Work item :: Report all lines from the entries below in which "milliseconds" appears.

Given entries ::
------------------------------------------------
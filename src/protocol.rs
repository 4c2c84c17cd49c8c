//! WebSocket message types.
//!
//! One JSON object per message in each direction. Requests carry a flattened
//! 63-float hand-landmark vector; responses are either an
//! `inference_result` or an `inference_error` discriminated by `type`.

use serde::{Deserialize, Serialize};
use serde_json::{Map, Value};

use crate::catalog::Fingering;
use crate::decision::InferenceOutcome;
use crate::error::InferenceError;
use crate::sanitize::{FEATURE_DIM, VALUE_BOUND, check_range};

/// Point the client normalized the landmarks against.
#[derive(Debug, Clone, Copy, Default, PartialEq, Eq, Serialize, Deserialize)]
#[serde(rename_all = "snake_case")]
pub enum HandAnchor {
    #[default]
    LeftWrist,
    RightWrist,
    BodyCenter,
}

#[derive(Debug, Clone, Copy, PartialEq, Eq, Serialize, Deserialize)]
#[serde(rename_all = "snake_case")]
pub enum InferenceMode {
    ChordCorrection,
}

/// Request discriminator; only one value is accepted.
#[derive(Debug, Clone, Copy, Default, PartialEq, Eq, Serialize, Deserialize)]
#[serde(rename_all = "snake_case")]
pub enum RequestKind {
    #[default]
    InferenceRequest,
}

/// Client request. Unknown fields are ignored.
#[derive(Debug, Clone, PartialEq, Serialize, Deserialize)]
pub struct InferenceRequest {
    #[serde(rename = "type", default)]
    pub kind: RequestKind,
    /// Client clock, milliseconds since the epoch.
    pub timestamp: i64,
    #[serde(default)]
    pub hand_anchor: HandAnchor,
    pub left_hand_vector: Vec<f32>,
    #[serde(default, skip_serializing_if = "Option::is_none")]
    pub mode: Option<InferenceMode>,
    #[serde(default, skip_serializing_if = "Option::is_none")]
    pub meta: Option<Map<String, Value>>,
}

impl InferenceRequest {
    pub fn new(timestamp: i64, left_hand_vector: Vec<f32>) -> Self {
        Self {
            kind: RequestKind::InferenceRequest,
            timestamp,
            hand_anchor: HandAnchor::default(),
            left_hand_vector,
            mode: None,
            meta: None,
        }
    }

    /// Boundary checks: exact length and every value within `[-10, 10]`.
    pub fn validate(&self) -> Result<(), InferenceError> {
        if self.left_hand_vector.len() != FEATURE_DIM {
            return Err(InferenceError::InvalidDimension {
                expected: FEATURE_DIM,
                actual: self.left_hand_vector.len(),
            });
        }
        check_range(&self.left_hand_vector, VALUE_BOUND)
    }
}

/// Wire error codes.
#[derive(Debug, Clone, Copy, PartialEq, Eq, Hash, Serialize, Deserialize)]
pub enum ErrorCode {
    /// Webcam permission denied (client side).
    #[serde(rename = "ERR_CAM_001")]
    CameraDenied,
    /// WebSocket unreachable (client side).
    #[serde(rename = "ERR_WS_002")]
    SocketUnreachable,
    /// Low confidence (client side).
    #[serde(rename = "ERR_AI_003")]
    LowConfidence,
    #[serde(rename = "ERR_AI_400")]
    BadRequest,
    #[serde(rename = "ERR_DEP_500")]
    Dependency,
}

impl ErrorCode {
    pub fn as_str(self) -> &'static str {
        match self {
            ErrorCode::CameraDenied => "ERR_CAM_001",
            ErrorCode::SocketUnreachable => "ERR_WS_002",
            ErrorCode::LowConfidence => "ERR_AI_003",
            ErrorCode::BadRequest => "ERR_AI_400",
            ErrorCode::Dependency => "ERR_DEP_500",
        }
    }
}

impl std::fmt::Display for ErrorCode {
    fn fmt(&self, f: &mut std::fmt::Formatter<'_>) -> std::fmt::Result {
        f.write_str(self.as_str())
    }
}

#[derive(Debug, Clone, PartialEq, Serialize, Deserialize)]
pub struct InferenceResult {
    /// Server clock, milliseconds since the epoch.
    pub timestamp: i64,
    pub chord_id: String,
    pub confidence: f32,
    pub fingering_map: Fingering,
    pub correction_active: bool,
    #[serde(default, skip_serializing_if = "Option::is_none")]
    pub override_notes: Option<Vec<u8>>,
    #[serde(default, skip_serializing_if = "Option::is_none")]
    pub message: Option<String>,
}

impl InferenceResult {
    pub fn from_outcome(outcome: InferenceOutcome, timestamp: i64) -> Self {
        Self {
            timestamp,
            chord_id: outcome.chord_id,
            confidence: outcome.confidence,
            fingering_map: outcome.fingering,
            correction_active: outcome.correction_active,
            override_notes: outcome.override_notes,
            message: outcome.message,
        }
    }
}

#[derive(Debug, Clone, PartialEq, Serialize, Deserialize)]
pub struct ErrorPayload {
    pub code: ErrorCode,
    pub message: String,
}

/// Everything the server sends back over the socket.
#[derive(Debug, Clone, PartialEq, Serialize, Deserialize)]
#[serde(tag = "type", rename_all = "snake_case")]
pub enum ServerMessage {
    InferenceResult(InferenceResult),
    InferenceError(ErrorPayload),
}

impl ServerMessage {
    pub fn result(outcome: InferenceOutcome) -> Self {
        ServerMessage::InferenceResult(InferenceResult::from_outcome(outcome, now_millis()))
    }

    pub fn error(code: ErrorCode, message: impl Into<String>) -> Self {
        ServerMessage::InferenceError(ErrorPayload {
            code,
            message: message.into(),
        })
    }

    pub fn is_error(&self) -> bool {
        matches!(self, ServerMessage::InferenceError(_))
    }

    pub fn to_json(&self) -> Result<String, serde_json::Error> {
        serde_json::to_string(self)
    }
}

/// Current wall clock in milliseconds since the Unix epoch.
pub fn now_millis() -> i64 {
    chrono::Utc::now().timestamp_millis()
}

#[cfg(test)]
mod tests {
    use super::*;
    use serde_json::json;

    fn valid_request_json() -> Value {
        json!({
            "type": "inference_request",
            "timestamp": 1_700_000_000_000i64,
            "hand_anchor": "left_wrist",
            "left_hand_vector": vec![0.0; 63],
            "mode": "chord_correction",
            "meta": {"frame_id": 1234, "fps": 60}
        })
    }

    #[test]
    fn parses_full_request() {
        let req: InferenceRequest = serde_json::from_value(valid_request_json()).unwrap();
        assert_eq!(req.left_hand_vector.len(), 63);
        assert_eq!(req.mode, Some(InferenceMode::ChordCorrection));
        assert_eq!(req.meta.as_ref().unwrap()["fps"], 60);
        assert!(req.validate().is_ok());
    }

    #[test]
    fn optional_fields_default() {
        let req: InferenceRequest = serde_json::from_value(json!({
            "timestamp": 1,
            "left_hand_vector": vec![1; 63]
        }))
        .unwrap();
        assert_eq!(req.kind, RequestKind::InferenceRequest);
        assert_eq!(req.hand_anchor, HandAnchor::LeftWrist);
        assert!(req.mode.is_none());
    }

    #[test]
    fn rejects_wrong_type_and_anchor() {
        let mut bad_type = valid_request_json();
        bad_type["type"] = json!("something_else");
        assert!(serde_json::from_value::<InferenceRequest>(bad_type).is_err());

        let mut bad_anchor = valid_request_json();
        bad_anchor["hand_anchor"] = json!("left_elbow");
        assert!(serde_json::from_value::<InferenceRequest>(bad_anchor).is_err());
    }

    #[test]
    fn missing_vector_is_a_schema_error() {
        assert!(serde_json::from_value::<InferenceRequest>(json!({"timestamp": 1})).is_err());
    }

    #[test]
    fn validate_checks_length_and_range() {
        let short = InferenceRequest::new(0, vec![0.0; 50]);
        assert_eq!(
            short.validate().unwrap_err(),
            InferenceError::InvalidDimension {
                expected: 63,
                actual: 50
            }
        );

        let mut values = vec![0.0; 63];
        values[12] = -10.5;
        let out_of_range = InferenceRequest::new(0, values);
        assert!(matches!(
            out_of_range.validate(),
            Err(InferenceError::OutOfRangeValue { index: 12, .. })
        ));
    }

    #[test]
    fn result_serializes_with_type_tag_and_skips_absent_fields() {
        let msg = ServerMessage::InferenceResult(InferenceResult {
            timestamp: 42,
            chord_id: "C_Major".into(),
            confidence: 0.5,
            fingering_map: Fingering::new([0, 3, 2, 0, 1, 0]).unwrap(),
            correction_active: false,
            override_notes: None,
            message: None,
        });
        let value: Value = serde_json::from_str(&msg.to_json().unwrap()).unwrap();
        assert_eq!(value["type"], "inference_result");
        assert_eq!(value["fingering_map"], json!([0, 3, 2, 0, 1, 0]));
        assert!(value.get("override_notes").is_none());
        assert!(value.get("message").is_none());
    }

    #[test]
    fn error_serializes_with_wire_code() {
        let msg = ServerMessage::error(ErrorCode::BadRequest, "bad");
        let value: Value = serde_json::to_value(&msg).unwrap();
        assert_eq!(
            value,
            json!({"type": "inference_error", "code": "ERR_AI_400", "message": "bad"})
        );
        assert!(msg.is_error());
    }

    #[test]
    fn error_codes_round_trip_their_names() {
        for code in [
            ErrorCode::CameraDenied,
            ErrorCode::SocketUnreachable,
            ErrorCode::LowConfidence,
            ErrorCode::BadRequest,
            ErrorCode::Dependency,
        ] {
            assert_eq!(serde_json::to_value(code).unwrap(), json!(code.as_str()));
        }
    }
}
------------------------------------------------
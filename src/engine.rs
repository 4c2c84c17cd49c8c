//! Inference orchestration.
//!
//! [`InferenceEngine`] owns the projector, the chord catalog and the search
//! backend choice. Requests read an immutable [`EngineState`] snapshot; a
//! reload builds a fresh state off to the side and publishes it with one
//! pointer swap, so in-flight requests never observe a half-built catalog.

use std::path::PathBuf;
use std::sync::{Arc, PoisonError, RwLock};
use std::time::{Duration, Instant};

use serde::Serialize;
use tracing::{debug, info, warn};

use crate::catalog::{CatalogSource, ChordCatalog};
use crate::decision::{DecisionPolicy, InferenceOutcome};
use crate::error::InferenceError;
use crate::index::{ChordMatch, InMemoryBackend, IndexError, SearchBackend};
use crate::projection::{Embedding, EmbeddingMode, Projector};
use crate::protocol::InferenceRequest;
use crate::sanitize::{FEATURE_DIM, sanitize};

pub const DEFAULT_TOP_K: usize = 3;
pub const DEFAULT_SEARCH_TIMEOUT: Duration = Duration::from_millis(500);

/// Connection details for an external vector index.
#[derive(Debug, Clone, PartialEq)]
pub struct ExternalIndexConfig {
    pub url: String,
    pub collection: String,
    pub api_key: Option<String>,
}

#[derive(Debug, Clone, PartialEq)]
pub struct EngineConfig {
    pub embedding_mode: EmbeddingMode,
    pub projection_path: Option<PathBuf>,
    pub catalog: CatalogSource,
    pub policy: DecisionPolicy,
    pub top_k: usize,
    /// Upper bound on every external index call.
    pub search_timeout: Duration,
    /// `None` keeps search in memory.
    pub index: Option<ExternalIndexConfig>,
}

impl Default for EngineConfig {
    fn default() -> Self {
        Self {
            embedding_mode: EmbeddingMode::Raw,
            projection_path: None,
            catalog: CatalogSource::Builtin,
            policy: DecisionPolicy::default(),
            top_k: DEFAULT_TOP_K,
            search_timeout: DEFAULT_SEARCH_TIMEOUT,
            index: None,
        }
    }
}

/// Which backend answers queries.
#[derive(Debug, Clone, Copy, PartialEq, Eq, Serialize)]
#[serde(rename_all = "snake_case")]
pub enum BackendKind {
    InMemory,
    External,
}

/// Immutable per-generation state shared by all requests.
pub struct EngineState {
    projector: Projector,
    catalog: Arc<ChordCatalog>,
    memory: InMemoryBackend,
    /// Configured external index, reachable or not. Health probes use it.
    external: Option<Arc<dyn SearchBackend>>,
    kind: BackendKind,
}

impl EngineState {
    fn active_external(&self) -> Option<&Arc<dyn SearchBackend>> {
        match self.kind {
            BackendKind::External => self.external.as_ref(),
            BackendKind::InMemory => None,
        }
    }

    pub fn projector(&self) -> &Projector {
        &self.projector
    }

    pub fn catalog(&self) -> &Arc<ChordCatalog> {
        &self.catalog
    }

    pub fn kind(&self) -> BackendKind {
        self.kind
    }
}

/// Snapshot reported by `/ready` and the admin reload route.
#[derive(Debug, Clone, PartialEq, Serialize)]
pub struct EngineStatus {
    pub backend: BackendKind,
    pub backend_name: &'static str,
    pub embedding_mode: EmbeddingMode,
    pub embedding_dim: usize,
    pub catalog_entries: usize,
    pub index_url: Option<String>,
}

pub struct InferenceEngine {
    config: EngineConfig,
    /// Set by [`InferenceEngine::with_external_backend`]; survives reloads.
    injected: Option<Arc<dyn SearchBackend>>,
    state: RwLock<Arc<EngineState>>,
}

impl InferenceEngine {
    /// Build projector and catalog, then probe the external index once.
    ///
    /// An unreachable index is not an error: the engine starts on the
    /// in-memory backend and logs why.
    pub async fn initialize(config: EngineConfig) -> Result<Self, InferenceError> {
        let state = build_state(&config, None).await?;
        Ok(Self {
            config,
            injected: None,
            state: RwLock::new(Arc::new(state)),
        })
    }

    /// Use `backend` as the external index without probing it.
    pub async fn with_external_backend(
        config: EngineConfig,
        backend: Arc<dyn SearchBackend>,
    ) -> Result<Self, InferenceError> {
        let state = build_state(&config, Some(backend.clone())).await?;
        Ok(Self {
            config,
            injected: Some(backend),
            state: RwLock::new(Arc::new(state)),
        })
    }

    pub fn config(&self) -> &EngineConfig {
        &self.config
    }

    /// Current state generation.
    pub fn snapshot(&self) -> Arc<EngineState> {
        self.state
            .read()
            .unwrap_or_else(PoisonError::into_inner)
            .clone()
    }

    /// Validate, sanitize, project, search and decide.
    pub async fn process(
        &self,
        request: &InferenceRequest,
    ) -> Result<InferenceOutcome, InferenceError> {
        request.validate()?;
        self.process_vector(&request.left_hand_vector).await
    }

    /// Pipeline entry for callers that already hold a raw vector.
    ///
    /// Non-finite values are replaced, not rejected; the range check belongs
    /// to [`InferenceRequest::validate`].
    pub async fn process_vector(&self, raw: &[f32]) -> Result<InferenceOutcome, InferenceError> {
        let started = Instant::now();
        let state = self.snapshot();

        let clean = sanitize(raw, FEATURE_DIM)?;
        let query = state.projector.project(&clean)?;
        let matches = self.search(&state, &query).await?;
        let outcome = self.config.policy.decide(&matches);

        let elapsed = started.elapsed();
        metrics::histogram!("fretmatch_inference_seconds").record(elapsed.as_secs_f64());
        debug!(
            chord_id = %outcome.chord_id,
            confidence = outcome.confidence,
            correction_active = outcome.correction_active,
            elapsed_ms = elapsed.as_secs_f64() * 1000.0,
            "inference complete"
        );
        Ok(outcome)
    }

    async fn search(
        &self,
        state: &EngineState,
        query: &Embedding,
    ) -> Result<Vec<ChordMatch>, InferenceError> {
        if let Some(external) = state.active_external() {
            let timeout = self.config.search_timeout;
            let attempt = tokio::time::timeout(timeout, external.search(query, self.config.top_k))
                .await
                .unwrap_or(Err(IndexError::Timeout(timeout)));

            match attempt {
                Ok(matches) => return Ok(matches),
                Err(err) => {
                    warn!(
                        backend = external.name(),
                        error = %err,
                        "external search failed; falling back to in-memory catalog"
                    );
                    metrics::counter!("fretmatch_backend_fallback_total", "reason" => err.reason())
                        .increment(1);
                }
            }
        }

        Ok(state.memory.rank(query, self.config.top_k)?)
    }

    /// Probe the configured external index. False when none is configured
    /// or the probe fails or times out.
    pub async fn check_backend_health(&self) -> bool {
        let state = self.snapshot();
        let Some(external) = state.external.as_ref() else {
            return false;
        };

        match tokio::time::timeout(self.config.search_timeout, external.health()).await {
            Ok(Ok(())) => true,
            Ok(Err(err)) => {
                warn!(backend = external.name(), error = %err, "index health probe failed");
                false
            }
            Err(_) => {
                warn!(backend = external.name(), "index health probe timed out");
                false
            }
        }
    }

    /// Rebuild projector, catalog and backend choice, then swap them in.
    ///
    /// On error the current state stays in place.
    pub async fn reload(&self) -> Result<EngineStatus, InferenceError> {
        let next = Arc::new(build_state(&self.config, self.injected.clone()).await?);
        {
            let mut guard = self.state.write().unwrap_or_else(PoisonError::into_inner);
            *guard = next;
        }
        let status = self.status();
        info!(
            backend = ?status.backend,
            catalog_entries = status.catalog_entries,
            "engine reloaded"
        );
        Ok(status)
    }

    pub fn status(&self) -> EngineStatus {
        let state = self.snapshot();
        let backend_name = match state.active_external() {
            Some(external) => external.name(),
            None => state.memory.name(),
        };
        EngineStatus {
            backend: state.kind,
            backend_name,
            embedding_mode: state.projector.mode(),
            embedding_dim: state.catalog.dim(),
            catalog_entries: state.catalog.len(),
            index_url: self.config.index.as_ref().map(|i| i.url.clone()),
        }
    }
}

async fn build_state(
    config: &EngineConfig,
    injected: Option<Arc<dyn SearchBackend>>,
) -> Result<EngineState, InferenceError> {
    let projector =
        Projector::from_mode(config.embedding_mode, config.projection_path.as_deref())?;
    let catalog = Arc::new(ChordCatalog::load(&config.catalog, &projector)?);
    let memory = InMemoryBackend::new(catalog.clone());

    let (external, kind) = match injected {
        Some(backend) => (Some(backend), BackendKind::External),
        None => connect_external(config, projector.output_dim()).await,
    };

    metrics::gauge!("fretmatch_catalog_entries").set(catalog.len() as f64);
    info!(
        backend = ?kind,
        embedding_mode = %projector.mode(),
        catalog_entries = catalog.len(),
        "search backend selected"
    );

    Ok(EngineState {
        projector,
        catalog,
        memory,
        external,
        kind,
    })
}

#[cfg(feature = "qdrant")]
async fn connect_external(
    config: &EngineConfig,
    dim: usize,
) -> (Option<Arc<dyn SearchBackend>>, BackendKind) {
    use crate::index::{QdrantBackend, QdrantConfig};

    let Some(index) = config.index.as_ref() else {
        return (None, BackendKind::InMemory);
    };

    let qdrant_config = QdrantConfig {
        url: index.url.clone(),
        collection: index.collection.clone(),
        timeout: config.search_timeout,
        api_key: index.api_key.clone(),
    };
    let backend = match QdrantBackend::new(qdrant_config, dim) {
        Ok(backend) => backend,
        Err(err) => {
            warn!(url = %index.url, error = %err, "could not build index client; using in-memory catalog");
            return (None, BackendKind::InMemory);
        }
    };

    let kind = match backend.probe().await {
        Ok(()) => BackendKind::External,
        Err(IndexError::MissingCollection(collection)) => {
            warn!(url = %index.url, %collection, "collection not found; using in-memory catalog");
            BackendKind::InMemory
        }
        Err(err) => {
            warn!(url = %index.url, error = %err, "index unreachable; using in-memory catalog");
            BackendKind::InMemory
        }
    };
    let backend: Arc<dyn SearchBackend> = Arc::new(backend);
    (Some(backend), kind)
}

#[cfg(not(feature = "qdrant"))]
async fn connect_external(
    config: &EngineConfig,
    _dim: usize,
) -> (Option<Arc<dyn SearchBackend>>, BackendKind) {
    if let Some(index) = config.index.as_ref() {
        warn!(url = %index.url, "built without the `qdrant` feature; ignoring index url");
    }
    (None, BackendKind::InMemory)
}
------------------------------------------------
Response to the task ::
    /// Client clock, milliseconds since the epoch.
    /// Server clock, milliseconds since the epoch.
/// Current wall clock in milliseconds since the Unix epoch.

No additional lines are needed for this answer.